Contributions déterminées au niveau national (CDN)
Les pays déterminent eux-mêmes les contributions qu'ils doivent apporter pour atteindre les objectifs du traité. En tant que tels, ces plans sont appelés contributions déterminées au niveau national (CDN)[52]. L'article 3 exige que les CDN soient des « efforts ambitieux » en vue de « réaliser l'objet du présent Accord » et qu'ils « représent[ent} une progression dans le temps »[52]. Les CDN doivent être communiquées tous les cinq ans et enregistrées par le secrétariat de la CCNUCC[53]. Chaque nouvel objectif doit être plus ambitieux que le précédent, dans un esprit de progression[52],[54]. Les contributions déterminées au niveau national annoncées lors de la Conférence de Paris de 2015 sur les changements climatiques sont converties en CDN lorsqu'un pays ratifie l'accord de Paris, à moins qu'il ne soumette une mise à jour[55],[56].
L'accord de Paris ne définit pas la nature exacte des CDN. Au minimum, ils doivent contenir des dispositions relatives à l'atténuation du changement climatique, mais ils peuvent également contenir des engagements en matière d'adaptation, de financement, de transfert de technologie, de renforcement des capacités et de transparence[57]. Certains engagements des CDN sont inconditionnels, mais d'autres sont conditionnés par des facteurs extérieurs tels que l'obtention de financements et de soutien technique, l'ambition des autres parties ou les détails des règles de l'accord de Paris qui doivent encore être fixés. La plupart des CDN ont une composante conditionnelle[58].

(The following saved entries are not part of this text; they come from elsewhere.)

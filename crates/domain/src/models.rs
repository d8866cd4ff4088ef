//! The bus's canonical data model: `Message`, `Run`, and their enums.
//!
//! Distinct from [`crate::tool::Message`], which is the LLM-wire message
//! shape exchanged with providers. These types are the bus payload and
//! the persisted/run-tracking record.

use std::collections::HashMap;

use chrono::{DateTime, Utc};
use serde::{Deserialize, Serialize};
use uuid::Uuid;

use crate::tool::ToolDefinition;

/// Generate a new message id, prefixed `msg_`.
pub fn new_message_id() -> String {
    format!("msg_{}", Uuid::new_v4().simple())
}

/// Generate a new run id, prefixed `run_`.
pub fn new_run_id() -> String {
    format!("run_{}", Uuid::new_v4().simple())
}

#[derive(Debug, Clone, Copy, PartialEq, Eq, Serialize, Deserialize)]
#[serde(rename_all = "UPPERCASE")]
pub enum Role {
    Human,
    Ai,
    System,
    Tool,
    Command,
}

#[derive(Debug, Clone, Copy, PartialEq, Eq, Serialize, Deserialize)]
#[serde(rename_all = "snake_case")]
pub enum RunStatus {
    Pending,
    BuildingContext,
    AwaitingLlmDecision,
    AwaitingToolResult,
    GeneratingResponse,
    Completed,
    Failed,
    TimedOut,
}

impl RunStatus {
    pub fn is_terminal(self) -> bool {
        matches!(self, Self::Completed | Self::Failed | Self::TimedOut)
    }
}

/// `Message.content` is polymorphic: a plain string, a structured map, or a
/// nested `Run` (used when a message itself carries the run that spawned it,
/// e.g. `runs.new`/`context.build.request` payloads).
///
/// `Run` is listed before `Map` so serde's untagged probing tries it first:
/// a `Run`'s required fields (`id`, `status`, `history`, ...) never appear on
/// the ad-hoc maps other topics carry, so this ordering is unambiguous in
/// practice, but the reverse ordering would silently swallow every `Run`
/// payload into the `Map` variant instead.
#[derive(Debug, Clone, Serialize, Deserialize)]
#[serde(untagged)]
pub enum MessageContent {
    Text(String),
    Run(Box<Run>),
    Map(serde_json::Map<String, serde_json::Value>),
}

impl MessageContent {
    pub fn as_text(&self) -> Option<&str> {
        match self {
            Self::Text(s) => Some(s),
            _ => None,
        }
    }

    pub fn as_map(&self) -> Option<&serde_json::Map<String, serde_json::Value>> {
        match self {
            Self::Map(m) => Some(m),
            _ => None,
        }
    }

    pub fn as_run(&self) -> Option<&Run> {
        match self {
            Self::Run(r) => Some(r),
            _ => None,
        }
    }

    pub fn is_empty(&self) -> bool {
        match self {
            Self::Text(s) => s.is_empty(),
            Self::Map(m) => m.is_empty(),
            Self::Run(_) => false,
        }
    }
}

#[derive(Debug, Clone, Serialize, Deserialize)]
pub struct Message {
    pub id: String,
    pub run_id: String,
    pub owner_key: String,
    pub role: Role,
    pub content: MessageContent,
    pub timestamp: DateTime<Utc>,
    #[serde(default)]
    pub metadata: HashMap<String, serde_json::Value>,
}

impl Message {
    pub fn new(
        run_id: impl Into<String>,
        owner_key: impl Into<String>,
        role: Role,
        content: MessageContent,
    ) -> Self {
        Self {
            id: new_message_id(),
            run_id: run_id.into(),
            owner_key: owner_key.into(),
            role,
            content,
            timestamp: Utc::now(),
            metadata: HashMap::new(),
        }
    }

    pub fn with_metadata(mut self, metadata: HashMap<String, serde_json::Value>) -> Self {
        self.metadata = metadata;
        self
    }
}

#[derive(Debug, Clone, Serialize, Deserialize)]
pub struct Run {
    pub id: String,
    pub owner_key: String,
    pub status: RunStatus,
    #[serde(default)]
    pub history: Vec<Message>,
    #[serde(default)]
    pub iteration_count: u32,
    #[serde(default)]
    pub tools: Vec<ToolDefinition>,
    #[serde(default)]
    pub metadata: HashMap<String, serde_json::Value>,
}

impl Run {
    pub fn new(owner_key: impl Into<String>) -> Self {
        Self {
            id: new_run_id(),
            owner_key: owner_key.into(),
            status: RunStatus::Pending,
            history: Vec::new(),
            iteration_count: 0,
            tools: Vec::new(),
            metadata: HashMap::new(),
        }
    }

    /// The first HUMAN message in history, if any — the run's originating utterance.
    pub fn first_human_message(&self) -> Option<&Message> {
        self.history.iter().find(|m| m.role == Role::Human)
    }

    pub fn pending_tool_calls(&self) -> u32 {
        self.metadata
            .get("pending_tool_calls")
            .and_then(|v| v.as_u64())
            .unwrap_or(0) as u32
    }

    pub fn set_pending_tool_calls(&mut self, n: u32) {
        self.metadata
            .insert("pending_tool_calls".into(), serde_json::json!(n));
    }
}

#[cfg(test)]
mod tests {
    use super::*;

    #[test]
    fn message_id_has_prefix() {
        assert!(new_message_id().starts_with("msg_"));
    }

    #[test]
    fn run_id_has_prefix() {
        assert!(new_run_id().starts_with("run_"));
    }

    #[test]
    fn run_starts_pending_and_empty() {
        let run = Run::new("0xabc");
        assert_eq!(run.status, RunStatus::Pending);
        assert!(run.history.is_empty());
        assert_eq!(run.iteration_count, 0);
        assert!(!run.status.is_terminal());
    }

    #[test]
    fn terminal_statuses() {
        assert!(RunStatus::Completed.is_terminal());
        assert!(RunStatus::Failed.is_terminal());
        assert!(RunStatus::TimedOut.is_terminal());
        assert!(!RunStatus::AwaitingToolResult.is_terminal());
    }

    #[test]
    fn first_human_message_finds_earliest_human() {
        let mut run = Run::new("0xabc");
        run.history.push(Message::new(
            run.id.clone(),
            "0xabc",
            Role::System,
            MessageContent::Text("sys".into()),
        ));
        run.history.push(Message::new(
            run.id.clone(),
            "0xabc",
            Role::Human,
            MessageContent::Text("hello".into()),
        ));
        let human = run.first_human_message().unwrap();
        assert_eq!(human.content.as_text(), Some("hello"));
    }

    #[test]
    fn pending_tool_calls_roundtrip() {
        let mut run = Run::new("0xabc");
        assert_eq!(run.pending_tool_calls(), 0);
        run.set_pending_tool_calls(2);
        assert_eq!(run.pending_tool_calls(), 2);
    }

    #[test]
    fn message_content_role_serde_roundtrip() {
        let role = Role::Human;
        let json = serde_json::to_string(&role).unwrap();
        assert_eq!(json, "\"HUMAN\"");
    }

    #[test]
    fn run_variant_is_not_swallowed_by_map_variant() {
        let run = Run::new("0xabc");
        let value = serde_json::to_value(&run).unwrap();
        let content: MessageContent = serde_json::from_value(value).unwrap();
        assert!(content.as_run().is_some(), "Run payload must deserialize as Run, not Map");
    }

    #[test]
    fn content_map_variant() {
        let mut map = serde_json::Map::new();
        map.insert("chunk".into(), serde_json::json!("hi"));
        let content = MessageContent::Map(map);
        assert!(content.as_map().is_some());
        assert!(content.as_text().is_none());
    }
}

Alors que les CDN eux-mêmes ne sont pas contraignants, les procédures qui les entourent le sont. Ces procédures comprennent l'obligation de préparer, de communiquer et de maintenir les CDN successifs, d'en fixer un nouveau tous les cinq ans et de fournir des informations sur la mise en œuvre[59]. Il n'existe aucun mécanisme pour obliger un pays à fixer un objectif de CDN à une date précise, ni à atteindre ses objectifs[60],[61],[62]. Le seul côté contraignant de l'accord est un système de « name and shame » ou, comme l'a appelé János Pásztor, le secrétaire général adjoint des Nations unies chargé du changement climatique, un plan « name and encourage » (litt. « nommer et encourager »)[63],[64].
Bilan mondial
En vertu de l'accord de Paris, les pays doivent accroître leur ambition tous les cinq ans[65]. Pour faciliter cette démarche, l'accord établit le bilan mondial, qui évalue les progrès accomplis, la première évaluation étant prévue en 2023. Le résultat doit aider les parties à déterminer leurs nouvelles CDN[66]. Le dialogue de Talanoa en 2018 est considéré comme un exemple pour le bilan mondial[67]. Après une année de discussion, un rapport a été publié et un appel à l'action a été lancé, mais les pays n'ont pas augmenté leurs ambitions par la suite[68].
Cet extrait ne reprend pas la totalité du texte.